Stress Reduction and Corporate Wellness

Topics: Aging and Costs of Aging, Environmental Health, Hypertension, Wellness and Health

I am getting more calls about managing stress among employees. Thoughts impact physiology in about 1/18th second, so it’s worth preparing for them.

What many companies, now asking employees to do with more with less, don’t know is that stress can be measured, reduced and managed.  And that their health care costs will go down, and their productivity rates will likely go up.

Chronic stress interferes with memory, concentration, judgments and decisionmaking.  It is the most common cause of absenteeism and a prime cause of job turnover. It’s probably the most important benefit of corporate wellness.

And it boosts health costs.  A lot.  But HeartMath has found $1200 per employee per year in correctional officers’ annual cost savings with simple training programs over time.

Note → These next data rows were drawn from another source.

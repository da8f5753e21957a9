use std::time::Duration;

use axum::http::{header, HeaderValue, Method};
use tower_http::cors::{AllowOrigin, Any, CorsLayer};

use crate::config::Config;

/// Allow-list from `ALLOWED_ORIGINS`; unparsable entries are skipped
pub fn create_cors_layer(origins: &[String]) -> CorsLayer {
    let origins: Vec<HeaderValue> = origins
        .iter()
        .filter_map(|origin| match origin.trim().parse::<HeaderValue>() {
            Ok(value) => Some(value),
            Err(_) => {
                tracing::warn!(origin = %origin, "Ignoring invalid CORS origin");
                None
            }
        })
        .collect();

    CorsLayer::new()
        .allow_origin(AllowOrigin::list(origins))
        .allow_methods([
            Method::GET,
            Method::POST,
            Method::PUT,
            Method::PATCH,
            Method::DELETE,
            Method::OPTIONS,
        ])
        .allow_headers([header::AUTHORIZATION, header::CONTENT_TYPE, header::ACCEPT])
        .allow_credentials(true)
        .max_age(Duration::from_secs(86400))
}

/// Any origin, method and header
pub fn create_development_cors_layer() -> CorsLayer {
    CorsLayer::new()
        .allow_origin(Any)
        .allow_methods(Any)
        .allow_headers(Any)
}

pub fn cors_layer_for(config: &Config) -> CorsLayer {
    if config.is_production() {
        create_cors_layer(&config.allowed_origins)
    } else {
        create_development_cors_layer()
    }
}

#[cfg(test)]
mod tests {
    use super::*;
    use crate::config::Environment;
    use axum::{body::Body, extract::Request, http::StatusCode, routing::get, Router};
    use tower::ServiceExt;

    fn app(config: &Config) -> Router {
        Router::new()
            .route("/ping", get(|| async { "pong" }))
            .layer(cors_layer_for(config))
    }

    async fn allowed_origin(config: &Config, origin: &str) -> Option<String> {
        let response = app(config)
            .oneshot(
                Request::builder()
                    .uri("/ping")
                    .header(header::ORIGIN, origin)
                    .body(Body::empty())
                    .unwrap(),
            )
            .await
            .unwrap();
        assert_eq!(response.status(), StatusCode::OK);
        response
            .headers()
            .get(header::ACCESS_CONTROL_ALLOW_ORIGIN)
            .map(|v| v.to_str().unwrap().to_string())
    }

    #[tokio::test]
    async fn test_development_allows_any_origin() {
        let origin = allowed_origin(&Config::default(), "http://localhost:19006").await;
        assert_eq!(origin.as_deref(), Some("*"));
    }

    #[tokio::test]
    async fn test_production_uses_allow_list() {
        let config = Config {
            environment: Environment::Production,
            allowed_origins: vec!["https://app.example.com".to_string()],
            ..Config::default()
        };

        let listed = allowed_origin(&config, "https://app.example.com").await;
        assert_eq!(listed.as_deref(), Some("https://app.example.com"));

        assert!(allowed_origin(&config, "https://evil.example.com").await.is_none());
    }
}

Stress is a complex emotional and physiological reaction.  It is a natural feeling, one that involves hundreds of biochemical changes which are fatiguing.

Stress can be controlled with practiced actions

  • Communicate clearly (does not mean shouting)
  • Diminish the drama (helps reduce biochemical impact)
  • Practice a positive emotion on purpose: appreciation, care, compassion or gratitude (verbalize or write these, every day)

This looks pretty simple. And it is.

But like eating healthfully, people know what they should do, but don’t usually have the tools or skills to do it.  That’s why teaching tools are essential.

For example, rhythmic breathing can be relaxing.  But it doesn’t neutralize stress over the long term  What does is actively adding a positive feeling like those above.

I’m going to be teaching on-the-job ways to manage stress around the country next year, and I can’t wait. Because effectively managing stress can:
1. Increase resilience  – ability to prepare for, and recoup from challenge
2. Improve blood pressure, depression, asthma
3. Reduce fatigue, burnout, hostility, anxiety, distress and anger.
4. Increase brain clarity, focus, attention span, accuracy and learning ability
5. Improve decision‐making, (reduction of decision fatigue)
6. Improve communication skills
7. Improve work/life balance

This means lower health care costs, better presenteeism (defined as the level of performance on the job), less abseenteeism and improved employee satisfaction.

Learning the tools–in even a single hour, and even better, a single day–may be the ticket to less tired, less worried, less annoyed, less anxious employees.